Required Reading—336-341

I. INTRODUCTION

  1. The brachial plexus is a somatic nerve plexus formed by intercommunications among the ventral rami of the lower four cervical nerves ( C 5 - C 8) and the first thoracic nerve (T 1). The plexus is responsible for the motor innervation to all of the muscles of the upper limbwith the exception of the trapezius and levator scapula. It supplies all of the cutaneous innervation of the upper limb with the exception of the area of the axilla( armpit) (supplied by the intercostobrachial nerve), an area just above the point of the shoulder (supplied by supraclavicular nerves) and the dorsal scapular area which is supplied by cutaneous branches of dorsal rami. The brachial plexus communicates with the sympathetic trunk by gray rami communicates that join all the roots of the plexus and are derived from the middle and inferior cervical sympathetic ganglia and the first thoracic sympathetic ganglion.
  2. Prefixed Brachial Plexus—Occurs when the C 4 ventral ramus contributes to the brachial plexus. Contributions to the plexus usually come from C 4 - C 8.
  3. Postfixed Brachial Plexus—Occurs when the T 2 ventral ramus contributes to the brachial plexus. Contributions to the plexus usually come from C 6 - T 2.

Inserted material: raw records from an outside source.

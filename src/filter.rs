//! Sentence-level noise filter.
//!
//! Splits a document into sentences, scores each one with an
//! [`AnomalyScorer`] (conceptually a language-model perplexity: how
//! surprising the sentence is), and keeps only the sentences that pass.
//!
//! # Decision rule
//!
//! Evaluated per sentence, in this order:
//!
//! 1. fewer than `min_tokens` whitespace tokens → skipped (not in output)
//! 2. score above `threshold` and not listed in `exceptions` → rejected
//! 3. listed in `forced_noise` → rejected, whatever the score
//! 4. otherwise → accepted
//!
//! The two literal lists correct known scorer mistakes and always win over
//! the numeric threshold. A sentence longer than the scorer's context
//! window scores `+∞` without a call to the scorer.
//!
//! With no scorer configured the filter is the identity function, so a
//! missing model degrades ingestion instead of breaking it.

use async_trait::async_trait;
use std::collections::HashSet;
use std::sync::Arc;
use std::time::Duration;

use crate::config::FilterConfig;
use crate::error::{PipelineError, Result};
use crate::models::{QualityTrace, RejectReason, SentenceVerdict, SkipReason, Verdict};

/// Rough characters-per-token ratio used to check the context window.
const CHARS_PER_TOKEN: usize = 4;

/// Scores how anomalous a sentence is. Higher means more surprising.
#[async_trait]
pub trait AnomalyScorer: Send + Sync {
    /// Longest input, in tokens, the scorer accepts.
    fn context_window(&self) -> usize;

    /// Token estimate used against [`context_window`](Self::context_window).
    fn count_tokens(&self, text: &str) -> usize {
        text.chars().count().div_ceil(CHARS_PER_TOKEN)
    }

    async fn score(&self, sentence: &str) -> Result<f64>;
}

pub struct SentenceQualityFilter {
    scorer: Option<Arc<dyn AnomalyScorer>>,
    threshold: f64,
    min_tokens: usize,
    exceptions: HashSet<String>,
    forced_noise: HashSet<String>,
}

impl SentenceQualityFilter {
    pub fn new(scorer: Option<Arc<dyn AnomalyScorer>>, config: &FilterConfig) -> Self {
        Self {
            scorer,
            threshold: config.threshold,
            min_tokens: config.min_tokens,
            exceptions: config.exceptions.iter().map(|s| s.trim().to_string()).collect(),
            forced_noise: config
                .forced_noise
                .iter()
                .map(|s| s.trim().to_string())
                .collect(),
        }
    }

    /// A filter without a scorer: `clean` returns its input unchanged.
    pub fn passthrough() -> Self {
        Self::new(None, &FilterConfig::default())
    }

    pub fn is_active(&self) -> bool {
        self.scorer.is_some()
    }

    pub async fn clean(&self, text: &str) -> String {
        self.clean_with_trace(text).await.0
    }

    /// Clean `text` and return the per-sentence verdicts alongside it.
    pub async fn clean_with_trace(&self, text: &str) -> (String, QualityTrace) {
        let Some(scorer) = &self.scorer else {
            return (text.to_string(), QualityTrace::default());
        };

        let mut trace = QualityTrace::default();
        let mut kept: Vec<String> = Vec::new();

        for sentence in segment_sentences(text) {
            if sentence.split_whitespace().count() < self.min_tokens {
                trace.verdicts.push(SentenceVerdict {
                    sentence,
                    score: None,
                    verdict: Verdict::Skipped {
                        reason: SkipReason::TooShort,
                    },
                });
                continue;
            }

            let score = if scorer.count_tokens(&sentence) > scorer.context_window() {
                f64::INFINITY
            } else {
                match scorer.score(&sentence).await {
                    Ok(s) => s,
                    Err(e) => {
                        tracing::warn!(error = %e, "anomaly scorer failed; skipping sentence");
                        trace.verdicts.push(SentenceVerdict {
                            sentence,
                            score: None,
                            verdict: Verdict::Skipped {
                                reason: SkipReason::ScorerFailed,
                            },
                        });
                        continue;
                    }
                }
            };

            let verdict = self.decide(&sentence, score);
            tracing::debug!(score, ?verdict, sentence = %sentence, "sentence verdict");
            if verdict == Verdict::Accepted {
                kept.push(sentence.clone());
            }
            trace.verdicts.push(SentenceVerdict {
                sentence,
                score: Some(score),
                verdict,
            });
        }

        (kept.join(" "), trace)
    }

    /// Apply the override lists and threshold to an already-scored sentence.
    pub fn decide(&self, sentence: &str, score: f64) -> Verdict {
        let sentence = sentence.trim();
        if score > self.threshold && !self.exceptions.contains(sentence) {
            Verdict::Rejected {
                reason: RejectReason::AboveThreshold,
            }
        } else if self.forced_noise.contains(sentence) {
            Verdict::Rejected {
                reason: RejectReason::ForcedNoise,
            }
        } else {
            Verdict::Accepted
        }
    }
}

/// Rule-based sentence segmentation.
///
/// A sentence ends at a line break, or at `.`, `!`, `?` or `…` followed
/// by whitespace or end of input. Sentences are trimmed; blanks dropped.
pub fn segment_sentences(text: &str) -> Vec<String> {
    let mut sentences = Vec::new();
    let mut current = String::new();
    let mut chars = text.chars().peekable();

    let mut flush = |current: &mut String| {
        let trimmed = current.trim();
        if !trimmed.is_empty() {
            sentences.push(trimmed.to_string());
        }
        current.clear();
    };

    while let Some(c) = chars.next() {
        if c == '\n' {
            flush(&mut current);
            continue;
        }
        current.push(c);
        if matches!(c, '.' | '!' | '?' | '…') {
            match chars.peek() {
                None => flush(&mut current),
                Some(next) if next.is_whitespace() => flush(&mut current),
                _ => {}
            }
        }
    }
    flush(&mut current);

    sentences
}

// ============ HTTP perplexity scorer ============

/// Scores sentences through a perplexity service.
///
/// Sends `POST {url}` with `{"text": "<sentence>"}` and expects
/// `{"perplexity": <number>}` back.
pub struct HttpPerplexityScorer {
    client: reqwest::Client,
    url: String,
    context_window: usize,
}

impl HttpPerplexityScorer {
    pub fn new(config: &FilterConfig) -> anyhow::Result<Self> {
        let url = config
            .url
            .clone()
            .ok_or_else(|| anyhow::anyhow!("filter.url required for http provider"))?;
        let client = reqwest::Client::builder()
            .timeout(Duration::from_secs(config.timeout_secs))
            .build()?;
        Ok(Self {
            client,
            url,
            context_window: config.context_window_tokens,
        })
    }
}

#[async_trait]
impl AnomalyScorer for HttpPerplexityScorer {
    fn context_window(&self) -> usize {
        self.context_window
    }

    async fn score(&self, sentence: &str) -> Result<f64> {
        let response = self
            .client
            .post(&self.url)
            .json(&serde_json::json!({ "text": sentence }))
            .send()
            .await
            .map_err(|e| PipelineError::dependency("anomaly scorer", e))?;

        let status = response.status();
        if !status.is_success() {
            let body = response.text().await.unwrap_or_default();
            return Err(PipelineError::dependency(
                "anomaly scorer",
                format!("HTTP {}: {}", status, body),
            ));
        }

        let json: serde_json::Value = response
            .json()
            .await
            .map_err(|e| PipelineError::dependency("anomaly scorer", e))?;

        json.get("perplexity")
            .and_then(|v| v.as_f64())
            .filter(|v| !v.is_nan())
            .ok_or_else(|| {
                PipelineError::dependency("anomaly scorer", "response missing numeric 'perplexity'")
            })
    }
}

/// Build the configured scorer, or `None` when filtering is disabled.
pub fn create_scorer(config: &FilterConfig) -> anyhow::Result<Option<Arc<dyn AnomalyScorer>>> {
    match config.provider.as_str() {
        "disabled" => Ok(None),
        "http" => Ok(Some(Arc::new(HttpPerplexityScorer::new(config)?))),
        other => anyhow::bail!("Unknown filter provider: {}", other),
    }
}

II. FORMATION OF THE BRACHIAL PLEXUS (Fig. 1)

  1. Roots
    1. The ventral rami of spinal nerves C5 to T1 are referred to as the roots of the plexus.
  2. Trunks
    1. Shortly after emerging from the intervertebral foramina , these 5 roots unite to form three trunks.
    2. The ventral rami of C5 & C6 unite to form the Upper Trunk.
    3. The ventral ramus of C 7 continues as the Middle Trunk.
    4. The ventral rami of C 8 & T 1 unite to form the Lower Trunk.
  3. Divisions
    1. Each trunk splits into an anterior division and a posterior division.
    2. The anterior divisions usually supply flexor muscles
    3. The posterior divisions usually supply extensor muscles.
  4. Cords
    1. The anterior divisions of the upper and middle trunks unite to form the lateral cord.
    2. The anterior division of the lower trunk forms the medial cord.
    3. All 3 posterior divisions from each of the 3 cords all unite to form the posterior cord.
    4. The cords are named according to their position relative to the axillary artery.
  5. Terminal Branches are mixed nerves containing both sensory and motor axons.
    1. Musculocutaneous nerve is derived from the lateral cord.
      1. This nerve innervates the muscles in the flexor compartment of the arm
      2. Carries sensation from the lateral ( radial) side of the forearm. (Figs. 2,3)
    2. Ulnar nerve is derived from the medial cord
      1. Motor innervation is mainly to intrinsic muscles of the hand
      2. Sensory innervation is from the medial ( ulnar) 1 & 1/2 digits ( the 5th. and 1/2 of the 4th. digits). (Figs. 2,3)
    3. Median nerve is derived from both the lateral and medial cords
      1. Motor innervation is to most of the flexors muscles in the forearm and intrinsic muscles of the thumb (thenar muscles).
      2. Sensory innervation is from the lateral ( radial) 3 & 1/2 digits ( the thumb and first 2 and 1/2 fingers). (Figs. 2,3)
    4. Axillary nerve is derived from the posterior cord.
      1. Motor innervation is deltoid and teres minor muscles that act on the shoulder joint.
      2. Sensory innervation is from the skin just below the point of the shoulder. (Figs. 2,3)
    5. Radial nerve is also derived from the posterior cord.
      1. Called “Great Extensor Nerve” because it innervates the extensor muscles of the elbow, wrist and fingers.
      2. Sensory innervation is from the skin on the dorsum of the hand on the radial side. (Figs. 2,3)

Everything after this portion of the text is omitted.